ACTION ITEM: From the line with "product.update_price(Decimal::new(1250, 2)).unwrap();" to the line with "filename crates/quill-config/src/lib.rs", retype every line exactly, including those two, and leave out the rest of the data below.

SUPPLIED INFORMATION below:

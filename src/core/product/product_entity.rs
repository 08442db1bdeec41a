//! The product entity and its invariant-preserving operations.

use chrono::{DateTime, Utc};
use rust_decimal::Decimal;
use serde::{Deserialize, Serialize};
use validator::{Validate, ValidationError};

/// Text stored in place of a blank description.
pub const DEFAULT_DESCRIPTION: &str = "Sin descripción";

/// The longest allowed product name, in characters.
pub const MAX_NAME_LENGTH: usize = 100;

/// A mutation that would break a product invariant.
#[derive(Clone, Debug, PartialEq, Eq, thiserror::Error)]
pub enum ProductError {
    /// The product is not in a state that allows the operation.
    #[error("{0}")]
    IllegalState(String),
    /// The operation was given an unacceptable argument.
    #[error("{0}")]
    IllegalArgument(String),
}

/// A sellable catalog item.
///
/// Fields are private. Once a product exists, the only way to change it is
/// through [`Product::adjust_stock`], [`Product::update_price`],
/// [`Product::activate`] and [`Product::deactivate`].
#[derive(Clone, Debug, PartialEq, Eq, Serialize, Deserialize, Validate)]
#[serde(rename_all = "camelCase")]
pub struct Product {
    /// The product's id, `0` until stored.
    #[serde(default)]
    id: i32,
    /// The product's name.
    #[validate(custom(function = "validate_name"))]
    name: String,
    /// The product's description.
    #[serde(default)]
    #[validate(length(max = 500, message = "description too long"))]
    description: String,
    /// The unit price.
    #[validate(custom(function = "validate_price"))]
    price: Decimal,
    /// Units in stock.
    #[validate(range(min = 0, message = "stock cannot be negative"))]
    stock: i32,
    /// When the product was created.
    #[serde(default = "Utc::now")]
    created_at: DateTime<Utc>,
    /// Whether the product is listed. `false` once deleted.
    #[serde(default = "active_by_default")]
    active: bool,
}

fn active_by_default() -> bool {
    true
}

fn validate_name(name: &str) -> Result<(), ValidationError> {
    if name.trim().is_empty() {
        return Err(ValidationError::new("required").with_message("name required".into()));
    }
    if name.chars().count() > MAX_NAME_LENGTH {
        return Err(ValidationError::new("length").with_message("name too long".into()));
    }
    Ok(())
}

fn validate_price(price: &Decimal) -> Result<(), ValidationError> {
    if *price <= Decimal::ZERO {
        return Err(ValidationError::new("range").with_message("price must be positive".into()));
    }
    Ok(())
}

impl Product {
    /// Creates an unsaved product candidate.
    ///
    /// Nothing is validated here; the catalog service does that before the
    /// candidate is stored.
    pub fn new(
        name: impl Into<String>,
        description: impl Into<String>,
        price: Decimal,
        stock: i32,
    ) -> Self {
        Self {
            id: 0,
            name: name.into(),
            description: description.into(),
            price,
            stock,
            created_at: Utc::now(),
            active: true,
        }
    }

    /// Rebuilds a product from a stored record.
    /// Meant for repository adapters.
    pub fn from_storage(
        id: i32,
        name: String,
        description: String,
        price: Decimal,
        stock: i32,
        created_at: DateTime<Utc>,
        active: bool,
    ) -> Self {
        Self {
            id,
            name,
            description,
            price,
            stock,
            created_at,
            active,
        }
    }

    /// Targets an existing product, for full updates.
    pub fn with_id(mut self, id: i32) -> Self {
        self.id = id;
        self
    }

    /// The product's id.
    pub fn id(&self) -> i32 {
        self.id
    }

    /// The product's name.
    pub fn name(&self) -> &str {
        &self.name
    }

    /// The product's description.
    pub fn description(&self) -> &str {
        &self.description
    }

    /// The unit price.
    pub fn price(&self) -> Decimal {
        self.price
    }

    /// Units in stock.
    pub fn stock(&self) -> i32 {
        self.stock
    }

    /// When the product was created.
    pub fn created_at(&self) -> DateTime<Utc> {
        self.created_at
    }

    /// Whether the product is active.
    pub fn is_active(&self) -> bool {
        self.active
    }

    /// Adds `delta` units to the stock. Negative deltas remove units.
    pub fn adjust_stock(&mut self, delta: i32) -> Result<(), ProductError> {
        let stock = self.stock.checked_add(delta).ok_or_else(|| {
            ProductError::IllegalArgument("stock adjustment out of range".to_string())
        })?;
        if stock < 0 {
            return Err(ProductError::IllegalState(
                "stock cannot be negative".to_string(),
            ));
        }
        self.stock = stock;
        Ok(())
    }

    /// Sets a new unit price.
    pub fn update_price(&mut self, new_price: Decimal) -> Result<(), ProductError> {
        if new_price <= Decimal::ZERO {
            return Err(ProductError::IllegalArgument(
                "price must be positive".to_string(),
            ));
        }
        self.price = new_price;
        Ok(())
    }

    /// Lists the product again.
    pub fn activate(&mut self) {
        self.active = true;
    }

    /// Soft-deletes the product.
    pub fn deactivate(&mut self) {
        self.active = false;
    }

    /// Replaces a blank description with [`DEFAULT_DESCRIPTION`].
    pub(crate) fn normalize_description(&mut self) {
        if self.description.trim().is_empty() {
            self.description = DEFAULT_DESCRIPTION.to_string();
        }
    }

    /// Stamps a freshly created product.
    pub(crate) fn mark_created(&mut self, at: DateTime<Utc>) {
        self.created_at = at;
        self.active = true;
    }
}

#[cfg(test)]
mod tests {
    use super::*;

    fn widget(stock: i32) -> Product {
        Product::new("Widget", "A small widget", Decimal::new(1000, 2), stock)
    }

    #[test]
    fn new_product_is_active_and_unsaved() {
        let product = widget(5);
        assert_eq!(0, product.id());
        assert!(product.is_active());
    }

    #[test]
    fn adjust_stock_adds_and_removes() {
        let mut product = widget(10);
        product.adjust_stock(5).unwrap();
        assert_eq!(15, product.stock());
        product.adjust_stock(-15).unwrap();
        assert_eq!(0, product.stock());
    }

    #[test]
    fn adjust_stock_below_zero_is_illegal_state() {
        let mut product = widget(10);
        let err = product.adjust_stock(-11).unwrap_err();
        assert_eq!(
            ProductError::IllegalState("stock cannot be negative".to_string()),
            err
        );
        assert_eq!(10, product.stock());
    }

    #[test]
    fn adjust_stock_overflow_is_rejected() {
        let mut product = widget(i32::MAX);
        assert!(matches!(
            product.adjust_stock(1),
            Err(ProductError::IllegalArgument(_))
        ));
        assert_eq!(i32::MAX, product.stock());
    }

    #[test]
    fn update_price_requires_positive_price() {
        let mut product = widget(1);
        assert!(matches!(
            product.update_price(Decimal::ZERO),
            Err(ProductError::IllegalArgument(_))
        ));
        assert!(product.update_price(Decimal::new(-5, 0)).is_err());
        assert_eq!(Decimal::new(1000, 2), product.price());

        product.update_price(Decimal::new(1250, 2)).unwrap();
        assert_eq!(Decimal::new(1250, 2), product.price());
    }

    #[test]
    fn activation_is_idempotent() {
        let mut product = widget(1);
        product.deactivate();
        product.deactivate();
        assert!(!product.is_active());
        product.activate();
        product.activate();
        assert!(product.is_active());
    }

    #[test]
    fn blank_description_is_normalized() {
        let mut product = Product::new("Widget", "   ", Decimal::ONE, 1);
        product.normalize_description();
        assert_eq!(DEFAULT_DESCRIPTION, product.description());

        let mut product = widget(1);
        product.normalize_description();
        assert_eq!("A small widget", product.description());
    }

    #[test]
    fn serializes_in_camel_case() {
        let json = serde_json::to_value(widget(3)).unwrap();
        assert_eq!("Widget", json["name"]);
        assert_eq!("10.00", json["price"]);
        assert!(json["createdAt"].is_string());
        assert_eq!(true, json["active"]);
    }
}
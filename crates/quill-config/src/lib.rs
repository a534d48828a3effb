//! A trait to read a config from the environment.
//!
//! # Example
//! ```no_run
//! use quill_config as config;
//! use serde::{
//!     Deserialize,
//!     Serialize,
//! };
//!
//! #[derive(Clone, Debug, Serialize, Deserialize)]
//! #[serde(deny_unknown_fields)]
//! pub struct MyConfig {
//!     pub log: String,
//!     pub rpc_endpoint: String,
//! }
//!
//! impl config::Config for MyConfig {
//!     const PREFIX: &'static str = "MY_SERVICE_";
//! }
//!
//! let config: MyConfig = config::get().unwrap();
//! ```
use serde::{
    de::DeserializeOwned,
    Serialize,
};


#[cfg(feature = "tests")]
pub use tests::{
    config_should_reject_unknown_var,
    example_env_config_is_up_to_date,
};

/// Utility function to get a config without having to import the `Config` trait.
pub fn get<T: Config>() -> Result<T, figment::Error> {
    T::get()
}

pub trait Config: Serialize + DeserializeOwned {
    const PREFIX: &'static str;

    fn get() -> Result<Self, figment::Error> {
        Self::get_with_prefix(Self::PREFIX, _internal::Internal)
    }

    #[doc(hidden)]
    fn get_with_prefix(
        prefix: &str,
        _internal: _internal::Internal,
    ) -> Result<Self, figment::Error> {
        use figment::{
            providers::Env as FigmentEnv,
            Figment,
        };
        Figment::new()
            .merge(FigmentEnv::prefixed("RUST_").split("_").only(&["log"]))
            .merge(FigmentEnv::prefixed(prefix))
            .extract()
    }
}

mod _internal {
    pub struct Internal;
}
use std::time::Duration;

use metrics::{
    counter,
    describe_counter,
    describe_histogram,
    histogram,
    Counter,
    Histogram,
    Unit,
};
use quill_telemetry::metric_names;

pub struct Metrics {
    transaction_submission_count: Counter,
    transaction_submission_failure_count: Counter,
    transaction_submission_latency: Histogram,
    nonce_consumed_retry_count: Counter,
    nonce_backoff_count: Counter,
    confirmation_latency: Histogram,
}

impl Metrics {
    #[must_use]
    pub(crate) fn new() -> Self {
        describe_counter!(
            TRANSACTION_SUBMISSION_COUNT,
            Unit::Count,
            "The number of raw transactions submitted to the execution node"
        );
        let transaction_submission_count = counter!(TRANSACTION_SUBMISSION_COUNT);

        describe_counter!(
            TRANSACTION_SUBMISSION_FAILURE_COUNT,
            Unit::Count,
            "The number of raw transaction submissions rejected by the execution node"
        );
        let transaction_submission_failure_count = counter!(TRANSACTION_SUBMISSION_FAILURE_COUNT);

        describe_histogram!(
            TRANSACTION_SUBMISSION_LATENCY,
            Unit::Seconds,
            "The latency of submitting a raw transaction to the execution node"
        );
        let transaction_submission_latency = histogram!(TRANSACTION_SUBMISSION_LATENCY);

        describe_counter!(
            NONCE_CONSUMED_RETRY_COUNT,
            Unit::Count,
            "The number of submissions retried because their nonce was already used on chain"
        );
        let nonce_consumed_retry_count = counter!(NONCE_CONSUMED_RETRY_COUNT);

        describe_counter!(
            NONCE_BACKOFF_COUNT,
            Unit::Count,
            "The number of submissions backed off because the node reported the nonce too high"
        );
        let nonce_backoff_count = counter!(NONCE_BACKOFF_COUNT);

        describe_histogram!(
            CONFIRMATION_LATENCY,
            Unit::Seconds,
            "The latency between submitting a transaction and reading its receipt"
        );
        let confirmation_latency = histogram!(CONFIRMATION_LATENCY);

        Self {
            transaction_submission_count,
            transaction_submission_failure_count,
            transaction_submission_latency,
            nonce_consumed_retry_count,
            nonce_backoff_count,
            confirmation_latency,
        }
    }

    /// Registers the metrics against the globally installed recorder and
    /// leaks them, giving the handles the `'static` lifetime the publisher
    /// tasks require.
    #[must_use]
    pub fn register() -> &'static Self {
        Box::leak(Box::new(Self::new()))
    }

    pub(crate) fn increment_transaction_submission_count(&self) {
        self.transaction_submission_count.increment(1);
    }

    pub(crate) fn increment_transaction_submission_failure_count(&self) {
        self.transaction_submission_failure_count.increment(1);
    }

    pub(crate) fn record_transaction_submission_latency(&self, latency: Duration) {
        self.transaction_submission_latency.record(latency);
    }

    pub(crate) fn increment_nonce_consumed_retry_count(&self) {
        self.nonce_consumed_retry_count.increment(1);
    }

    pub(crate) fn increment_nonce_backoff_count(&self) {
        self.nonce_backoff_count.increment(1);
    }

    pub(crate) fn record_confirmation_latency(&self, latency: Duration) {
        self.confirmation_latency.record(latency);
    }
}

metric_names!(pub const METRICS_NAMES:
    TRANSACTION_SUBMISSION_COUNT,
    TRANSACTION_SUBMISSION_FAILURE_COUNT,
    TRANSACTION_SUBMISSION_LATENCY,
    NONCE_CONSUMED_RETRY_COUNT,
    NONCE_BACKOFF_COUNT,
    CONFIRMATION_LATENCY
);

End of SUPPLIED INFORMATION.

EXPECTED ANSWER:
        product.update_price(Decimal::new(1250, 2)).unwrap();
        assert_eq!(Decimal::new(1250, 2), product.price());
    }

    #[test]
    fn activation_is_idempotent() {
        let mut product = widget(1);
        product.deactivate();
        product.deactivate();
        assert!(!product.is_active());
        product.activate();
        product.activate();
        assert!(product.is_active());
    }

    #[test]
    fn blank_description_is_normalized() {
        let mut product = Product::new("Widget", "   ", Decimal::ONE, 1);
        product.normalize_description();
        assert_eq!(DEFAULT_DESCRIPTION, product.description());

        let mut product = widget(1);
        product.normalize_description();
        assert_eq!("A small widget", product.description());
    }

    #[test]
    fn serializes_in_camel_case() {
        let json = serde_json::to_value(widget(3)).unwrap();
        assert_eq!("Widget", json["name"]);
        assert_eq!("10.00", json["price"]);
        assert!(json["createdAt"].is_string());
        assert_eq!(true, json["active"]);
    }
}
filename crates/quill-config/src/lib.rs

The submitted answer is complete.